Approach Time Complexity Space Complexity Notes
Brute Force O(n^2 * k) O(n) Explicitly compute cumulative sums each second
Optimal O(n * k) O(n) Use prefix sums to accumulate values efficiently

Algorithm Walkthrough

  1. Initialize an array a of length n with all elements set to 1. This represents the array at time t=0.
  2. Repeat for k seconds:

a. Initialize a variable cumulative to 0 to maintain a running prefix sum.

b. Iterate over the array. For each index i, update cumulative = (cumulative + a[i]) % MOD and set a[i] = cumulative. This ensures each element becomes the sum of itself and all previous elements. 3. Return a[n-1] as the result modulo 10^9 + 7.

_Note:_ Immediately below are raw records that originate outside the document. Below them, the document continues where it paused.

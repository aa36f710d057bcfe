//! Coalescing update scheduler with cancellation tokens.

use std::fmt;

/// Identifies one scheduled update pass.
///
/// A token goes stale once its pass has run or been cancelled; dispatching a
/// stale token does nothing.
#[derive(Debug, Clone, Copy, PartialEq, Eq, Hash)]
pub struct UpdateToken(u64);

/// Callback the host installs to arrange a deferred call on its own loop.
pub type IdleHook = Box<dyn FnMut(UpdateToken)>;

/// Owns the "recompute pending" state of one tree.
pub struct UpdateScheduler {
    pending: Option<UpdateToken>,
    next_token: u64,
    passes: u64,
    idle_hook: Option<IdleHook>,
}

impl UpdateScheduler {
    pub fn new() -> Self {
        Self {
            pending: None,
            next_token: 1,
            passes: 0,
            idle_hook: None,
        }
    }

    /// Install the host callback invoked each time a new pass is scheduled.
    pub fn set_idle_hook(&mut self, hook: impl FnMut(UpdateToken) + 'static) {
        self.idle_hook = Some(Box::new(hook));
    }

    /// Schedule a pass unless one is already pending.
    ///
    /// Returns the new token, or `None` when the request coalesced into the
    /// pending pass.
    pub fn queue(&mut self) -> Option<UpdateToken> {
        if self.pending.is_some() {
            return None;
        }
        let token = UpdateToken(self.next_token);
        self.next_token += 1;
        self.pending = Some(token);
        tracing::debug!(token = token.0, "update scheduled");
        if let Some(hook) = self.idle_hook.as_mut() {
            hook(token);
        }
        Some(token)
    }

    /// Whether a pass is scheduled and has not run yet.
    pub fn is_pending(&self) -> bool {
        self.pending.is_some()
    }

    /// The token of the pending pass, if any.
    pub fn pending(&self) -> Option<UpdateToken> {
        self.pending
    }

    /// Drop the pending pass. Returns its token if there was one.
    pub fn cancel(&mut self) -> Option<UpdateToken> {
        self.pending.take()
    }

    /// Consume the pending pass if `token` still names it.
    pub fn claim(&mut self, token: UpdateToken) -> bool {
        if self.pending == Some(token) {
            self.pending = None;
            true
        } else {
            false
        }
    }

    /// Count a completed pass.
    pub fn record_pass(&mut self) -> u64 {
        self.passes += 1;
        self.passes
    }

    /// Number of passes run so far.
    pub fn passes(&self) -> u64 {
        self.passes
    }
}

impl Default for UpdateScheduler {
    fn default() -> Self {
        Self::new()
    }
}

impl fmt::Debug for UpdateScheduler {
    fn fmt(&self, f: &mut fmt::Formatter<'_>) -> fmt::Result {
        f.debug_struct("UpdateScheduler")
            .field("pending", &self.pending)
            .field("passes", &self.passes)
            .field("idle_hook", &self.idle_hook.as_ref().map(|_| "<fn>"))
            .finish()
    }
}
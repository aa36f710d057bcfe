//! Serialize the merged tree back to fragment markup.

use std::fmt::Write;

use super::arena::MergeTree;
use super::node::{NodeId, NodeKind};
use crate::markup::escape_attribute;

const INDENT: &str = "  ";

impl MergeTree {
    /// Dump the whole tree as markup accepted by the fragment parser.
    ///
    /// Each node prints its name and the action of its head reference.
    /// Undecided nodes and their subtrees are skipped.
    pub fn to_markup(&self) -> String {
        let mut out = String::new();
        self.print_node(self.root(), 0, &mut out);
        out
    }

    fn print_node(&self, id: NodeId, depth: usize, out: &mut String) {
        let Some(data) = self.get(id) else {
            return;
        };
        let Some(tag) = data.kind().element_name() else {
            return;
        };

        for _ in 0..depth {
            out.push_str(INDENT);
        }
        out.push('<');
        out.push_str(tag);

        if data.kind() != NodeKind::Root {
            if let Some(name) = &data.name {
                let _ = write!(out, " name=\"{}\"", escape_attribute(name));
            }
            if let Some(action) = data.bound_action_name() {
                let _ = write!(out, " action=\"{}\"", escape_attribute(action));
            }
        }
        if data.popup_accels && data.kind() == NodeKind::Popup {
            out.push_str(" accelerators=\"true\"");
        }
        if data.expand && data.kind() == NodeKind::Separator {
            out.push_str(" expand=\"true\"");
        }
        if data.always_show_image && data.kind() == NodeKind::MenuItem {
            out.push_str(" always-show-image=\"true\"");
        }

        if data.kind().is_leaf() {
            out.push_str("/>\n");
            return;
        }

        out.push_str(">\n");
        for &child in self.children(id) {
            self.print_node(child, depth + 1, out);
        }
        for _ in 0..depth {
            out.push_str(INDENT);
        }
        let _ = writeln!(out, "</{tag}>");
    }
}
//! Field module - the grid the snake lives on
//!
//! Holds the walls, the live snake and the food currently lying around.
//! Cells not covered by a wall are precomputed in row-major order, which keeps
//! food placement reproducible for a seeded random source.

use std::collections::{HashMap, HashSet};

use rand::{Rng, RngCore};
use tracing::debug;

use crate::error::{Error, Result};
use crate::snake::Snake;
use crate::types::{Food, Vector};

#[derive(Debug, Clone, PartialEq)]
pub struct Field {
    snake: Snake,
    walls: HashSet<Vector>,
    foods: HashMap<Vector, Food>,
    width: i32,
    height: i32,
    /// In-bounds cells without a wall, row-major
    open_cells: Vec<Vector>,
}

impl Field {
    pub fn new(snake: Snake, walls: HashSet<Vector>, size: (i32, i32)) -> Result<Self> {
        let (width, height) = size;
        if width <= 0 || height <= 0 {
            return Err(Error::InvalidSize { width, height });
        }
        let mut field = Self {
            snake,
            walls,
            foods: HashMap::new(),
            width,
            height,
            open_cells: Vec::new(),
        };
        field.refresh_open_cells();
        Ok(field)
    }

    fn refresh_open_cells(&mut self) {
        self.open_cells = (0..self.height)
            .flat_map(|y| (0..self.width).map(move |x| Vector::new(x, y)))
            .filter(|cell| !self.walls.contains(cell))
            .collect();
    }

    pub fn width(&self) -> i32 {
        self.width
    }

    pub fn height(&self) -> i32 {
        self.height
    }

    pub fn size(&self) -> (i32, i32) {
        (self.width, self.height)
    }

    pub fn snake(&self) -> &Snake {
        &self.snake
    }

    pub fn snake_mut(&mut self) -> &mut Snake {
        &mut self.snake
    }

    /// Replace the live snake wholesale
    pub fn set_snake(&mut self, snake: Snake) {
        self.snake = snake;
    }

    pub fn walls(&self) -> &HashSet<Vector> {
        &self.walls
    }

    pub fn foods(&self) -> &HashMap<Vector, Food> {
        &self.foods
    }

    pub fn food_at(&self, cell: Vector) -> Option<&Food> {
        self.foods.get(&cell)
    }

    /// Cells not covered by a wall, row-major
    pub fn open_cells(&self) -> &[Vector] {
        &self.open_cells
    }

    pub fn in_bounds(&self, cell: Vector) -> bool {
        (0..self.width).contains(&cell.x) && (0..self.height).contains(&cell.y)
    }

    /// Add a wall during editing. Returns false if the cell already was a wall.
    pub fn add_wall(&mut self, cell: Vector) -> bool {
        let added = self.walls.insert(cell);
        if added {
            self.refresh_open_cells();
        }
        added
    }

    /// Remove a wall during editing. Returns false if there was none.
    pub fn remove_wall(&mut self, cell: Vector) -> bool {
        let removed = self.walls.remove(&cell);
        if removed {
            self.refresh_open_cells();
        }
        removed
    }

    /// Snake overlaps itself or a wall
    pub fn is_crash(&self) -> bool {
        self.snake.check_intersection(&self.walls)
    }

    /// Open cells holding neither snake nor food, row-major
    pub fn empty_cells(&self) -> Vec<Vector> {
        let occupied: HashSet<Vector> = self.snake.locations().collect();
        self.open_cells
            .iter()
            .copied()
            .filter(|cell| !occupied.contains(cell) && !self.foods.contains_key(cell))
            .collect()
    }

    /// Put `food` on a uniformly random empty cell and return that cell.
    pub fn generate_food<R: RngCore>(&mut self, food: Food, rng: &mut R) -> Result<Vector> {
        let empty = self.empty_cells();
        if empty.is_empty() {
            return Err(Error::NoEmptyCell);
        }
        let location = empty[rng.random_range(0..empty.len())];
        self.foods.insert(location, food);
        debug!(%location, ?food, "food placed");
        Ok(location)
    }

    /// Place food on a known cell, replacing whatever food was there
    pub fn insert_food(&mut self, location: Vector, food: Food) -> Option<Food> {
        self.foods.insert(location, food)
    }

    pub fn remove_food(&mut self, location: Vector) -> Option<Food> {
        self.foods.remove(&location)
    }

    /// Feed the snake the food at `location` (default: under its head).
    ///
    /// Returns the food's score.
    pub fn eat_food(&mut self, location: Option<Vector>) -> Result<i32> {
        let location = match location {
            Some(cell) => cell,
            None => self.snake.head().ok_or(Error::EmptyQueue)?.location,
        };
        let food = self
            .foods
            .remove(&location)
            .ok_or(Error::MissingFood(location))?;
        self.snake.eat_food(&food);
        Ok(food.score())
    }
}

#[cfg(test)]
mod tests {
    use super::*;
    use crate::rng::SimpleRng;
    use crate::snake::SnakePart;
    use crate::types::Direction;

    fn field() -> Field {
        let snake = Snake::new(vec![
            SnakePart::new(Vector::new(3, 0), Direction::Right),
            SnakePart::new(Vector::new(2, 0), Direction::Right),
        ]);
        let walls = HashSet::from([Vector::new(3, 1), Vector::new(2, 1), Vector::new(1, 1)]);
        Field::new(snake, walls, (4, 4)).unwrap()
    }

    #[test]
    fn rejects_empty_size() {
        let err = Field::new(Snake::empty(), HashSet::new(), (0, 3)).unwrap_err();
        assert!(matches!(err, Error::InvalidSize { width: 0, height: 3 }));
    }

    #[test]
    fn open_cells_exclude_walls() {
        let field = field();
        assert_eq!(field.open_cells().len(), 16 - 3);
        assert!(!field.open_cells().contains(&Vector::new(2, 1)));
        assert_eq!(field.open_cells()[0], Vector::new(0, 0));
        assert_eq!(field.open_cells()[4], Vector::new(0, 1));
    }

    #[test]
    fn editing_walls_recomputes_open_cells() {
        let mut field = field();
        assert!(field.add_wall(Vector::new(0, 3)));
        assert!(!field.add_wall(Vector::new(0, 3)));
        assert_eq!(field.open_cells().len(), 12);

        assert!(field.remove_wall(Vector::new(2, 1)));
        assert!(!field.remove_wall(Vector::new(2, 1)));
        assert_eq!(field.open_cells().len(), 13);
        assert!(field.open_cells().contains(&Vector::new(2, 1)));
    }

    #[test]
    fn is_crash() {
        let mut field = field();
        assert!(!field.is_crash());

        field.set_snake(Snake::new(vec![SnakePart::new(Vector::new(1, 1), Direction::Right)]));
        assert!(field.is_crash());
    }

    #[test]
    fn eat_food_at_location_and_at_head() {
        let mut field = field();
        let food = Food::new(1.0, 1, 3).unwrap();

        field.insert_food(Vector::new(0, 3), food);
        assert_eq!(field.eat_food(Some(Vector::new(0, 3))).unwrap(), 3);
        assert!(field.foods().is_empty());

        field.insert_food(Vector::new(3, 0), food);
        assert_eq!(field.eat_food(None).unwrap(), 3);
        assert_eq!(field.snake().pending_length_change(), 2);
    }

    #[test]
    fn eat_missing_food_fails() {
        let mut field = field();
        let err = field.eat_food(Some(Vector::new(0, 0))).unwrap_err();
        assert!(matches!(err, Error::MissingFood(v) if v == Vector::new(0, 0)));
    }

    #[test]
    fn generate_food_avoids_walls_snake_and_food() {
        let mut field = field();
        let mut rng = SimpleRng::new(42);
        let food = Food::new(1.0, 2, 3).unwrap();

        let mut placed = HashSet::new();
        // 13 open cells, 2 taken by the snake
        for _ in 0..11 {
            let location = field.generate_food(food, &mut rng).unwrap();
            assert!(field.in_bounds(location));
            assert!(!field.walls().contains(&location));
            assert!(!field.snake().contains(location));
            assert!(placed.insert(location));
        }
        assert_eq!(field.foods().len(), 11);
        assert!(field.foods().values().all(|f| *f == food));
        assert!(matches!(
            field.generate_food(food, &mut rng),
            Err(Error::NoEmptyCell)
        ));
    }

    #[test]
    fn generated_food_is_eaten_back_for_its_score() {
        let mut field = field();
        let food = Food::new(0.5, -1, 6).unwrap();
        let location = field.generate_food(food, &mut SimpleRng::new(3)).unwrap();
        assert_eq!(field.foods().get(&location), Some(&food));

        assert_eq!(field.eat_food(Some(location)).unwrap(), food.score());
        assert!(!field.foods().contains_key(&location));
        assert!(matches!(
            field.eat_food(Some(location)),
            Err(Error::MissingFood(cell)) if cell == location
        ));
    }

    #[test]
    fn generate_food_is_reproducible() {
        let mut a = field();
        let mut b = field();
        let first = a.generate_food(Food::BASIC, &mut SimpleRng::new(5)).unwrap();
        let second = b.generate_food(Food::BASIC, &mut SimpleRng::new(5)).unwrap();
        assert_eq!(first, second);
    }
}
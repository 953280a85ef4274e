//! Core game logic module - pure, deterministic, and testable
//!
//! This crate contains the snake rules, level state machine and map format.
//! It never touches the terminal, which makes it:
//!
//! - **Deterministic**: food placement draws from an injectable seeded RNG
//! - **Testable**: every rule is covered by unit tests in its module
//! - **Portable**: the same [`Session`] drives the terminal front end and headless runs
//!
//! # Module Structure
//!
//! - [`queue`]: segment queue backing the snake body
//! - [`snake`]: movement, growth and self-intersection
//! - [`field`]: walls, food and the open-cell list
//! - [`level`]: score, health, win and game over
//! - [`map`]: the text map format, both directions
//! - [`session`]: frame timing, buffered steering and special food
//! - [`campaign`]: level progression and free play
//! - [`editor`]: building maps cell by cell (model only; no editor screen in the binary)
//! - [`settings`]: JSON settings with environment overrides
//!
//! # Game Rules
//!
//! - The field wraps around at every edge; walls are the only boundaries
//! - Steering straight back into the body is ignored
//! - Hitting a wall or the body costs a life and restarts the level's snake; food under
//!   the restarted head is eaten on the same move
//! - Each food changes speed, length and score; basic food is always on the field
//!
//! # Example
//!
//! ```
//! use tui_snake_core::{map, Level, LevelState};
//!
//! let text = "     \n     \n     \nright\n2 1\n1 1\n0 1\n5";
//! let (field, max_score) = map::parse_map(text).unwrap();
//! let mut level = Level::new(field, max_score, 3).with_seed(7);
//!
//! let outcome = level.step_snake(None).unwrap();
//! assert_eq!(outcome.state, LevelState::Playing);
//! assert_eq!(level.field().snake().head().unwrap().location.x, 3);
//! ```
//!
//! # Timing
//!
//! [`Session::tick`] is called at a fixed frame rate (120 by default). The
//! snake moves every `floor(frame_rate / speed)` frames, so faster food
//! effects shorten the gap between moves.

pub mod campaign;
pub mod editor;
pub mod error;
pub mod field;
pub mod level;
pub mod map;
pub mod queue;
pub mod rng;
pub mod session;
pub mod settings;
pub mod snake;

pub use tui_snake_types as types;

// Re-export commonly used types for convenience
pub use campaign::{free_play, Campaign, CampaignProgress};
pub use editor::{LevelEditor, Tool};
pub use error::{Error, MapError, Result};
pub use field::Field;
pub use level::{Level, LevelState, StepOutcome};
pub use map::{anti_parse_map, parse_map, read_map, write_map};
pub use queue::SegmentQueue;
pub use rng::SimpleRng;
pub use session::{DirectionBuffer, Session, SessionConfig, TickReport};
pub use settings::{FoodSpec, Settings};
pub use snake::{Snake, SnakePart};
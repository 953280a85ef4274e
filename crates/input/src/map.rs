//! Key mapping from terminal events to game commands.

use crate::types::{Command, Direction};
use crossterm::event::{KeyCode, KeyEvent, KeyEventKind, KeyModifiers};

/// Map keyboard input to a command. Key releases are ignored.
pub fn handle_key_event(key: KeyEvent) -> Option<Command> {
    if key.kind == KeyEventKind::Release {
        return None;
    }
    match key.code {
        // Steering
        KeyCode::Up | KeyCode::Char('k' | 'K' | 'w' | 'W') => Some(Command::Steer(Direction::Up)),
        KeyCode::Down | KeyCode::Char('j' | 'J' | 's' | 'S') => {
            Some(Command::Steer(Direction::Down))
        }
        KeyCode::Left | KeyCode::Char('h' | 'H' | 'a' | 'A') => {
            Some(Command::Steer(Direction::Left))
        }
        KeyCode::Right | KeyCode::Char('l' | 'L' | 'd' | 'D') => {
            Some(Command::Steer(Direction::Right))
        }

        // Screen control
        KeyCode::Char('p' | 'P') => Some(Command::Pause),
        KeyCode::Enter | KeyCode::Char(' ') => Some(Command::Confirm),
        KeyCode::Esc | KeyCode::Backspace => Some(Command::Back),

        _ => None,
    }
}

/// Check if key should quit the game.
pub fn should_quit(key: KeyEvent) -> bool {
    matches!(key.code, KeyCode::Char('q' | 'Q'))
        || (key.code == KeyCode::Char('c') && key.modifiers.contains(KeyModifiers::CONTROL))
}

#[cfg(test)]
mod tests {
    use super::*;
    use crossterm::event::KeyEventState;

    fn press(code: KeyCode) -> Option<Command> {
        handle_key_event(KeyEvent::from(code))
    }

    #[test]
    fn test_arrow_keys() {
        assert_eq!(press(KeyCode::Up), Some(Command::Steer(Direction::Up)));
        assert_eq!(press(KeyCode::Down), Some(Command::Steer(Direction::Down)));
        assert_eq!(press(KeyCode::Left), Some(Command::Steer(Direction::Left)));
        assert_eq!(press(KeyCode::Right), Some(Command::Steer(Direction::Right)));
    }

    #[test]
    fn test_letter_keys() {
        for (keys, dir) in [
            (['w', 'k'], Direction::Up),
            (['s', 'j'], Direction::Down),
            (['a', 'h'], Direction::Left),
            (['d', 'l'], Direction::Right),
        ] {
            for key in keys {
                assert_eq!(press(KeyCode::Char(key)), Some(Command::Steer(dir)));
                assert_eq!(
                    press(KeyCode::Char(key.to_ascii_uppercase())),
                    Some(Command::Steer(dir))
                );
            }
        }
    }

    #[test]
    fn test_control_keys() {
        assert_eq!(press(KeyCode::Char('p')), Some(Command::Pause));
        assert_eq!(press(KeyCode::Enter), Some(Command::Confirm));
        assert_eq!(press(KeyCode::Char(' ')), Some(Command::Confirm));
        assert_eq!(press(KeyCode::Esc), Some(Command::Back));
        assert_eq!(press(KeyCode::Char('x')), None);
    }

    #[test]
    fn test_release_is_ignored() {
        let release = KeyEvent::new_with_kind_and_state(
            KeyCode::Up,
            KeyModifiers::NONE,
            KeyEventKind::Release,
            KeyEventState::NONE,
        );
        assert_eq!(handle_key_event(release), None);
    }

    #[test]
    fn test_quit_keys() {
        assert!(should_quit(KeyEvent::from(KeyCode::Char('q'))));
        assert!(should_quit(KeyEvent::new(
            KeyCode::Char('c'),
            KeyModifiers::CONTROL
        )));
        assert!(!should_quit(KeyEvent::from(KeyCode::Char('c'))));
        assert!(!should_quit(KeyEvent::from(KeyCode::Char('x'))));
    }
}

Why it works: By maintaining a running cumulative sum, each element is updated to reflect the sum of all preceding elements plus itself. This preserves the invariant of the problem statement and avoids recomputation, producing the correct last element after k seconds.

Python Solution

class Solution:
    def valueAfterKSeconds(self, n: int, k: int) -> int:
        MOD = 10**9 + 7
        a = [1] * n
        
        for _ in range(k):
            cumulative = 0
            for i in range(n):
                cumulative = (cumulative + a[i]) % MOD
                a[i] = cumulative
        
        return a[-1]

The implementation initializes the array a with ones and iterates k times, updating each element using a running cumulative sum. The modulo operation ensures we stay within integer bounds.

Go Solution

func valueAfterKSeconds(n int, k int) int {
    const MOD int = 1e9 + 7
    a := make([]int, n)
    for i := 0; i < n; i++ {
        a[i] = 1
    }

    for t := 0; t < k; t++ {
        cumulative := 0
        for i := 0; i < n; i++ {
            cumulative = (cumulative + a[i]) % MOD
            a[i] = cumulative
        }
    }

    return a[n-1]
}

Go-specific differences include pre-allocating the slice a and using a standard for loop instead of Python's range. The logic mirrors the Python implementation.

Worked Examples

Example 1: n = 4, k = 5

Second Array State
0 [1, 1, 1, 1]
1 [1, 2, 3, 4]
2 [1, 3, 6, 10]
3 [1, 4, 10, 20]
4 [1, 5, 15, 35]
5 [1, 6, 21, 56]

Return 56.

Example 2: n = 5, k = 3

Second Array State
0 [1, 1, 1, 1, 1]
1 [1, 2, 3, 4, 5]
2 [1, 3, 6, 10, 15]
3 [1, 4, 10, 20, 35]

Return 35.

Complexity Analysis

Measure Complexity Explanation
Time O(n * k) Each of the k seconds requires O(n) to update the array using prefix sums
Space O(n) Only the array a of length n is maintained

The algorithm is efficient for n, k ≤ 1000 because 1,000 * 1,000 = 10^6 operations are acceptable.

Test Cases

# test cases
sol = Solution()
assert sol.valueAfterKSeconds(4, 5) == 56  # example 1
assert sol.valueAfterKSeconds(5, 3) == 35  # example 2
assert sol.valueAfterKSeconds(1, 0) == 1   # edge case: single element, no seconds
assert sol.valueAfterKSeconds(1, 10) == 1  # edge case: single element, multiple seconds
assert sol.valueAfterKSeconds(2, 1) == 2   # small array, 1 second
assert sol.valueAfterKSeconds(3, 3) == 10  # small example
Test Why
n=4, k=5 matches example 1
n=5, k=3 matches example 2
n=1, k=0 tests minimum input, no updates
n=1, k=10 tests single element with updates
n=2, k=1 tests minimal array and small update
n=3, k=3 tests small example with multiple updates

Edge Cases

A key edge case is when n = 1. Since there is only one element, its value never changes, regardless of k. Another edge case is k = 0, which represents no updates; the array remains [1]*n, so the last element is 1. A third edge case involves maximum values n = 1000, k = 1000 where large intermediate sums occur; using the modulo operation prevents integer overflow and ensures correctness. The implementation handles all these cases by design through initialization and modular arithmetic.